*Extracted information*
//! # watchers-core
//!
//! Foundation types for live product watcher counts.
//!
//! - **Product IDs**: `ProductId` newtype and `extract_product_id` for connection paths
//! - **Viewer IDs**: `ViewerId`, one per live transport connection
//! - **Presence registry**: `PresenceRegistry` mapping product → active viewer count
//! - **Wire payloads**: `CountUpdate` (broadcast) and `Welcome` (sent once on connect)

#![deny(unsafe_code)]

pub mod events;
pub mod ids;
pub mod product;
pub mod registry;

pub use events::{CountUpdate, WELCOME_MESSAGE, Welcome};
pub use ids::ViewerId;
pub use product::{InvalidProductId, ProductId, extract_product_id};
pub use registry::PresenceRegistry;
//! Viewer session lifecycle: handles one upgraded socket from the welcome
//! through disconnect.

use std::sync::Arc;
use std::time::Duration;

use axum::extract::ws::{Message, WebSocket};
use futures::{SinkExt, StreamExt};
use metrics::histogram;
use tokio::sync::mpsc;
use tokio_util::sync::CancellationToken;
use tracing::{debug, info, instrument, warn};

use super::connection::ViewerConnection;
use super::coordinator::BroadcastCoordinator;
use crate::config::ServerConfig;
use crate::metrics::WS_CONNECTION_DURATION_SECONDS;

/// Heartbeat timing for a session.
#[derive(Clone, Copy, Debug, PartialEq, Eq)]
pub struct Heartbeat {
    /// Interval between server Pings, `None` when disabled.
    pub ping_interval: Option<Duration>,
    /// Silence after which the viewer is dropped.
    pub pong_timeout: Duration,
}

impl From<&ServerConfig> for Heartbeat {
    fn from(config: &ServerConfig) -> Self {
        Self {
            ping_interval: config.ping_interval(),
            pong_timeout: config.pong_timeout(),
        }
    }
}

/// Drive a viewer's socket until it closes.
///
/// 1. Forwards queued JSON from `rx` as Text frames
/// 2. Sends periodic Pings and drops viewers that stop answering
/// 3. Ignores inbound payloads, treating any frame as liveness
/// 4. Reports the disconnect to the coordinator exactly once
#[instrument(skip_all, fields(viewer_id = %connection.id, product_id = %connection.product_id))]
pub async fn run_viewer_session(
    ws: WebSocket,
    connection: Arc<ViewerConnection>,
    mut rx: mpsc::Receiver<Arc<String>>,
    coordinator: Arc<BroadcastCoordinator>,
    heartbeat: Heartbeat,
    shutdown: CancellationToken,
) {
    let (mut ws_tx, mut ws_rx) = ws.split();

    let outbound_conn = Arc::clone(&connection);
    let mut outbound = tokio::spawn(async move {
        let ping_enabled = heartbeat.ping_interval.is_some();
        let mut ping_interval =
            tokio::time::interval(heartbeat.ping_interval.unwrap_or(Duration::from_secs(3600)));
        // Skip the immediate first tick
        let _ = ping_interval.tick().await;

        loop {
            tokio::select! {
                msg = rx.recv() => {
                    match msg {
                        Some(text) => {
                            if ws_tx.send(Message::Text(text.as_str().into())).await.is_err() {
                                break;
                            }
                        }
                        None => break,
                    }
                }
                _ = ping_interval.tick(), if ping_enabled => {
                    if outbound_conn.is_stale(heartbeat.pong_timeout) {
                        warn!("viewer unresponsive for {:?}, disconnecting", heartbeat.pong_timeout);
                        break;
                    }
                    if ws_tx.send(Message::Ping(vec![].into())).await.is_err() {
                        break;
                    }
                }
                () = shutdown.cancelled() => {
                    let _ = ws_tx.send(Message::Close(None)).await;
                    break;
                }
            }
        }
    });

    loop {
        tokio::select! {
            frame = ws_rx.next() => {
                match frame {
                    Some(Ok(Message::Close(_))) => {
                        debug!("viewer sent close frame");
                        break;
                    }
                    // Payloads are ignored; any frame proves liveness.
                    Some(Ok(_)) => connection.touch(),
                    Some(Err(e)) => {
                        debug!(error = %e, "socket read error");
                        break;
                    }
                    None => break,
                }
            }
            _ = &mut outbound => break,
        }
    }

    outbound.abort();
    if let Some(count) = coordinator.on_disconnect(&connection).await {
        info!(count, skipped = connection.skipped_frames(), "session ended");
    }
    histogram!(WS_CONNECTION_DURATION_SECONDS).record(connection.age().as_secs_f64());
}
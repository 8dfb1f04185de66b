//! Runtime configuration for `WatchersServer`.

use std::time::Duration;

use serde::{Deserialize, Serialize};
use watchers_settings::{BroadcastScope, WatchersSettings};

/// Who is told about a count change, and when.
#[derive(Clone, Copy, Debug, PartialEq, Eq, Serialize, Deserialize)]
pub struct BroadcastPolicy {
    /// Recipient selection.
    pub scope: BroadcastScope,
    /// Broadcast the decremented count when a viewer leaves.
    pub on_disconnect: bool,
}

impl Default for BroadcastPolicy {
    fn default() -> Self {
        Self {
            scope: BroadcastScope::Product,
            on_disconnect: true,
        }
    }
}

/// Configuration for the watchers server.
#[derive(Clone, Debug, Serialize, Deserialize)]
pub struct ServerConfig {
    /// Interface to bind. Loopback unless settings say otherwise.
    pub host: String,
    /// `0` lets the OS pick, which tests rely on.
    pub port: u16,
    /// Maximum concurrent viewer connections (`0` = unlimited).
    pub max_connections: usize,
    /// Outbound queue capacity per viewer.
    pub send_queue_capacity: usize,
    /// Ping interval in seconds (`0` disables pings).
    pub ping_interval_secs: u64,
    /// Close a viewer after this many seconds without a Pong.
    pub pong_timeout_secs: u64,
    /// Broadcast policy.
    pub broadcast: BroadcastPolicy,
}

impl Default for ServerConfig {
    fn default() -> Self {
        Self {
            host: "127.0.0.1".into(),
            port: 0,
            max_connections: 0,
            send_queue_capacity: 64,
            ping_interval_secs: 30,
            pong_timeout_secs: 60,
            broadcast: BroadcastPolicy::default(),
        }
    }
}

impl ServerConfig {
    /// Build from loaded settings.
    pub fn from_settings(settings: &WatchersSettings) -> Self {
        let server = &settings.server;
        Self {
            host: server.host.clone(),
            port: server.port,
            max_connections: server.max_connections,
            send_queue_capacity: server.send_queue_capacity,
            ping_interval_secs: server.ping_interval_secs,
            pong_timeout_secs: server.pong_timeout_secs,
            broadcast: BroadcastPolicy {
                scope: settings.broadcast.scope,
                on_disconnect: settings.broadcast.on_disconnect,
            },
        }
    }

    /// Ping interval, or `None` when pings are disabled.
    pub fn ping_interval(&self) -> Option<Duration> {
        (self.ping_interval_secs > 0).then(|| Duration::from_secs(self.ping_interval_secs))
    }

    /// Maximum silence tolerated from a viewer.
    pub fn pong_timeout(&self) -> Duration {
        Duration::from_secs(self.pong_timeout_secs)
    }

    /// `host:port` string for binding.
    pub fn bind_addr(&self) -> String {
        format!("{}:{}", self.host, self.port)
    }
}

*Task prompt*
In the material above, find the lines that contain "histogram" and show them.

*Exercise response*
use metrics::histogram;
    histogram!(WS_CONNECTION_DURATION_SECONDS).record(connection.age().as_secs_f64());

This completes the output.